*What you should do*
Would you print the records below without changing anything?

Stored data:
======
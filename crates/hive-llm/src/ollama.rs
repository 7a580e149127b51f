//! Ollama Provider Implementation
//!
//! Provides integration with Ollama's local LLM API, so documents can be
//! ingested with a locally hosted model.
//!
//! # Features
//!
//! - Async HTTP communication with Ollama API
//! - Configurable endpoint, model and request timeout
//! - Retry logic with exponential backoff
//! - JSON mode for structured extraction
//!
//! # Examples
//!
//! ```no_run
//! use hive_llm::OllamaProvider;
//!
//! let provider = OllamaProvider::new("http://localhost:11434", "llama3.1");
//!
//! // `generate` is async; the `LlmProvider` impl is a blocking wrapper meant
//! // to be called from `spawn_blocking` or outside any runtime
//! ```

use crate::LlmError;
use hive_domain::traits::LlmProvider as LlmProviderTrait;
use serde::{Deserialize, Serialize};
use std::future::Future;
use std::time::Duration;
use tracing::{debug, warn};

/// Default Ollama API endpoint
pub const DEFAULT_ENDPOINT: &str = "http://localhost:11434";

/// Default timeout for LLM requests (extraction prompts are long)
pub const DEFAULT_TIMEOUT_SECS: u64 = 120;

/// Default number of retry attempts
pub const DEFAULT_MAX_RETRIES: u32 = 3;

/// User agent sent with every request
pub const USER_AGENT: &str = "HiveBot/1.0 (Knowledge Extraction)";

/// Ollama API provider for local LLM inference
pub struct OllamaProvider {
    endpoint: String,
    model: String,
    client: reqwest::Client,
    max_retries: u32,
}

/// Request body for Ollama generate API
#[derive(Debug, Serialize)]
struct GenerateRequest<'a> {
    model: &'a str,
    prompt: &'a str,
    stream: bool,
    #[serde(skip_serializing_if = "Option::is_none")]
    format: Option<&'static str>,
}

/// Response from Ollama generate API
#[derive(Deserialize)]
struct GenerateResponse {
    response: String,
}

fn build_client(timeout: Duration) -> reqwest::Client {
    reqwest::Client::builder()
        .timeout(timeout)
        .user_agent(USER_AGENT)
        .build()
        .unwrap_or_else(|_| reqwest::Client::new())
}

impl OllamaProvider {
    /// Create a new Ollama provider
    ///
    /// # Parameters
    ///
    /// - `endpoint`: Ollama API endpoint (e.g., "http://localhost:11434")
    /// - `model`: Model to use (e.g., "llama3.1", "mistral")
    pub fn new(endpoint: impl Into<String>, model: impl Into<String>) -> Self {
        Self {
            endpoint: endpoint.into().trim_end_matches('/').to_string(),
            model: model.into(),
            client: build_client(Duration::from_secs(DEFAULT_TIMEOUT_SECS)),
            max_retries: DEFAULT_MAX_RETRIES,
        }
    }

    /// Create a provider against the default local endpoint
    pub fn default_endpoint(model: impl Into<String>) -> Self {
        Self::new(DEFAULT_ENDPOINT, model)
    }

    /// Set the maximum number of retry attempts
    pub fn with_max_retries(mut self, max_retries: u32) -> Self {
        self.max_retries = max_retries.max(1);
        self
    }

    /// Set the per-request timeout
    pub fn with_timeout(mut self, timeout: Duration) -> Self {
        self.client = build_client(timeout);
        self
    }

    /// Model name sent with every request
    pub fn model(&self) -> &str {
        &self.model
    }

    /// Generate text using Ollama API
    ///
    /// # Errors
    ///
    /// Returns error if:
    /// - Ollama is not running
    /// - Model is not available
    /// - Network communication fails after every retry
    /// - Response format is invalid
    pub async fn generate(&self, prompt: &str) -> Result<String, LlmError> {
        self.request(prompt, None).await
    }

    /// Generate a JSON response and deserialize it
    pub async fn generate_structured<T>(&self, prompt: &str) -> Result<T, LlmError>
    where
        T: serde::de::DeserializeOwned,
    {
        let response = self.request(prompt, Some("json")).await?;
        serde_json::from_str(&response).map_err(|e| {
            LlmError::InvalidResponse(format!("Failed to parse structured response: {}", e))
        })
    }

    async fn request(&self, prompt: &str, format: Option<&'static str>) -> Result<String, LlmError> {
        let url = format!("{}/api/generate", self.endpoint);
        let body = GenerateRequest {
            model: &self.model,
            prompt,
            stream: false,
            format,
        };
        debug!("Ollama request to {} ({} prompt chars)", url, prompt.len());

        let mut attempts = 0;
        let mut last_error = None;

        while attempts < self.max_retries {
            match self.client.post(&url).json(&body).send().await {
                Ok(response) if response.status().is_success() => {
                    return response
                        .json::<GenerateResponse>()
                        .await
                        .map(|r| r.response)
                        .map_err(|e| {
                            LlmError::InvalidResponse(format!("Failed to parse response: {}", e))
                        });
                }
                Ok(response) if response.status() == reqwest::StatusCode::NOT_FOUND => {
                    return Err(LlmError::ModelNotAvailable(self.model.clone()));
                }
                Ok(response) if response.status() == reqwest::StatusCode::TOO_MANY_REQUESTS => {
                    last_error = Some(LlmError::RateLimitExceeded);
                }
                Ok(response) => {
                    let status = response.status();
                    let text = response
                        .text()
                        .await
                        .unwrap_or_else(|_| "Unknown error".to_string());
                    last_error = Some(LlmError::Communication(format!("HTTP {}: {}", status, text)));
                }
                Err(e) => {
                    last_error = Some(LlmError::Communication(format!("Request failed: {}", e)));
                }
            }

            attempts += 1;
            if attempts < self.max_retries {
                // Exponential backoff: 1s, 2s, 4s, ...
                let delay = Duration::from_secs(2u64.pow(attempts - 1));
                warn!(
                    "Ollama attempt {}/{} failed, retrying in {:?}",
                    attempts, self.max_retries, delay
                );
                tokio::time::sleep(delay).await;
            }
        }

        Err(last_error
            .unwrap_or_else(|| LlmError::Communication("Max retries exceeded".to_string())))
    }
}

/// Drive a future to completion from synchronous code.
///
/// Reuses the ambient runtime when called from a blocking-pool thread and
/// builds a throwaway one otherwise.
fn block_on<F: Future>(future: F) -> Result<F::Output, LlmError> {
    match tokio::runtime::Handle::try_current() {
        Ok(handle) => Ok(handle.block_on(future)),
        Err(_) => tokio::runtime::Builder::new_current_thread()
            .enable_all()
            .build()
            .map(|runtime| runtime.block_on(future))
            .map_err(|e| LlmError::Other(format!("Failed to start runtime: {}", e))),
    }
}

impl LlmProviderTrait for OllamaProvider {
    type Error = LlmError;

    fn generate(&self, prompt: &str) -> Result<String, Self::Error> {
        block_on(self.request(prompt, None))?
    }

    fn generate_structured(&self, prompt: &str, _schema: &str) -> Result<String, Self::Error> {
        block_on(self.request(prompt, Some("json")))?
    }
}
======
*Reply*
filename crates/hive-llm/src/ollama.rs
repository 7a580e149127b51f
//! Ollama Provider Implementation
//!
//! Provides integration with Ollama's local LLM API, so documents can be
//! ingested with a locally hosted model.
//!
//! # Features
//!
//! - Async HTTP communication with Ollama API
//! - Configurable endpoint, model and request timeout
//! - Retry logic with exponential backoff
//! - JSON mode for structured extraction
//!
//! # Examples
//!
//! ```no_run
//! use hive_llm::OllamaProvider;
//!
//! let provider = OllamaProvider::new("http://localhost:11434", "llama3.1");
//!
//! // `generate` is async; the `LlmProvider` impl is a blocking wrapper meant
//! // to be called from `spawn_blocking` or outside any runtime
//! ```

use crate::LlmError;
use hive_domain::traits::LlmProvider as LlmProviderTrait;
use serde::{Deserialize, Serialize};
use std::future::Future;
use std::time::Duration;
use tracing::{debug, warn};

/// Default Ollama API endpoint
pub const DEFAULT_ENDPOINT: &str = "http://localhost:11434";

/// Default timeout for LLM requests (extraction prompts are long)
pub const DEFAULT_TIMEOUT_SECS: u64 = 120;

/// Default number of retry attempts
pub const DEFAULT_MAX_RETRIES: u32 = 3;

/// User agent sent with every request
pub const USER_AGENT: &str = "HiveBot/1.0 (Knowledge Extraction)";

/// Ollama API provider for local LLM inference
pub struct OllamaProvider {
    endpoint: String,
    model: String,
    client: reqwest::Client,
    max_retries: u32,
}

/// Request body for Ollama generate API
#[derive(Debug, Serialize)]
struct GenerateRequest<'a> {
    model: &'a str,
    prompt: &'a str,
    stream: bool,
    #[serde(skip_serializing_if = "Option::is_none")]
    format: Option<&'static str>,
}

/// Response from Ollama generate API
#[derive(Deserialize)]
struct GenerateResponse {
    response: String,
}

fn build_client(timeout: Duration) -> reqwest::Client {
    reqwest::Client::builder()
        .timeout(timeout)
        .user_agent(USER_AGENT)
        .build()
        .unwrap_or_else(|_| reqwest::Client::new())
}

impl OllamaProvider {
    /// Create a new Ollama provider
    ///
    /// # Parameters
    ///
    /// - `endpoint`: Ollama API endpoint (e.g., "http://localhost:11434")
    /// - `model`: Model to use (e.g., "llama3.1", "mistral")
    pub fn new(endpoint: impl Into<String>, model: impl Into<String>) -> Self {
        Self {
            endpoint: endpoint.into().trim_end_matches('/').to_string(),
            model: model.into(),
            client: build_client(Duration::from_secs(DEFAULT_TIMEOUT_SECS)),
            max_retries: DEFAULT_MAX_RETRIES,
        }
    }

    /// Create a provider against the default local endpoint
    pub fn default_endpoint(model: impl Into<String>) -> Self {
        Self::new(DEFAULT_ENDPOINT, model)
    }

    /// Set the maximum number of retry attempts
    pub fn with_max_retries(mut self, max_retries: u32) -> Self {
        self.max_retries = max_retries.max(1);
        self
    }

    /// Set the per-request timeout
    pub fn with_timeout(mut self, timeout: Duration) -> Self {
        self.client = build_client(timeout);
        self
    }

    /// Model name sent with every request
    pub fn model(&self) -> &str {
        &self.model
    }

    /// Generate text using Ollama API
    ///
    /// # Errors
    ///
    /// Returns error if:
    /// - Ollama is not running
    /// - Model is not available
    /// - Network communication fails after every retry
    /// - Response format is invalid
    pub async fn generate(&self, prompt: &str) -> Result<String, LlmError> {
        self.request(prompt, None).await
    }

    /// Generate a JSON response and deserialize it
    pub async fn generate_structured<T>(&self, prompt: &str) -> Result<T, LlmError>
    where
        T: serde::de::DeserializeOwned,
    {
        let response = self.request(prompt, Some("json")).await?;
        serde_json::from_str(&response).map_err(|e| {
            LlmError::InvalidResponse(format!("Failed to parse structured response: {}", e))
        })
    }

    async fn request(&self, prompt: &str, format: Option<&'static str>) -> Result<String, LlmError> {
        let url = format!("{}/api/generate", self.endpoint);
        let body = GenerateRequest {
            model: &self.model,
            prompt,
            stream: false,
            format,
        };
        debug!("Ollama request to {} ({} prompt chars)", url, prompt.len());

        let mut attempts = 0;
        let mut last_error = None;

        while attempts < self.max_retries {
            match self.client.post(&url).json(&body).send().await {
                Ok(response) if response.status().is_success() => {
                    return response
                        .json::<GenerateResponse>()
                        .await
                        .map(|r| r.response)
                        .map_err(|e| {
                            LlmError::InvalidResponse(format!("Failed to parse response: {}", e))
                        });
                }
                Ok(response) if response.status() == reqwest::StatusCode::NOT_FOUND => {
                    return Err(LlmError::ModelNotAvailable(self.model.clone()));
                }
                Ok(response) if response.status() == reqwest::StatusCode::TOO_MANY_REQUESTS => {
                    last_error = Some(LlmError::RateLimitExceeded);
                }
                Ok(response) => {
                    let status = response.status();
                    let text = response
                        .text()
                        .await
                        .unwrap_or_else(|_| "Unknown error".to_string());
                    last_error = Some(LlmError::Communication(format!("HTTP {}: {}", status, text)));
                }
                Err(e) => {
                    last_error = Some(LlmError::Communication(format!("Request failed: {}", e)));
                }
            }

            attempts += 1;
            if attempts < self.max_retries {
                // Exponential backoff: 1s, 2s, 4s, ...
                let delay = Duration::from_secs(2u64.pow(attempts - 1));
                warn!(
                    "Ollama attempt {}/{} failed, retrying in {:?}",
                    attempts, self.max_retries, delay
                );
                tokio::time::sleep(delay).await;
            }
        }

        Err(last_error
            .unwrap_or_else(|| LlmError::Communication("Max retries exceeded".to_string())))
    }
}

/// Drive a future to completion from synchronous code.
///
/// Reuses the ambient runtime when called from a blocking-pool thread and
/// builds a throwaway one otherwise.
fn block_on<F: Future>(future: F) -> Result<F::Output, LlmError> {
    match tokio::runtime::Handle::try_current() {
        Ok(handle) => Ok(handle.block_on(future)),
        Err(_) => tokio::runtime::Builder::new_current_thread()
            .enable_all()
            .build()
            .map(|runtime| runtime.block_on(future))
            .map_err(|e| LlmError::Other(format!("Failed to start runtime: {}", e))),
    }
}

impl LlmProviderTrait for OllamaProvider {
    type Error = LlmError;

    fn generate(&self, prompt: &str) -> Result<String, Self::Error> {
        block_on(self.request(prompt, None))?
    }

    fn generate_structured(&self, prompt: &str, _schema: &str) -> Result<String, Self::Error> {
        block_on(self.request(prompt, Some("json")))?
    }
}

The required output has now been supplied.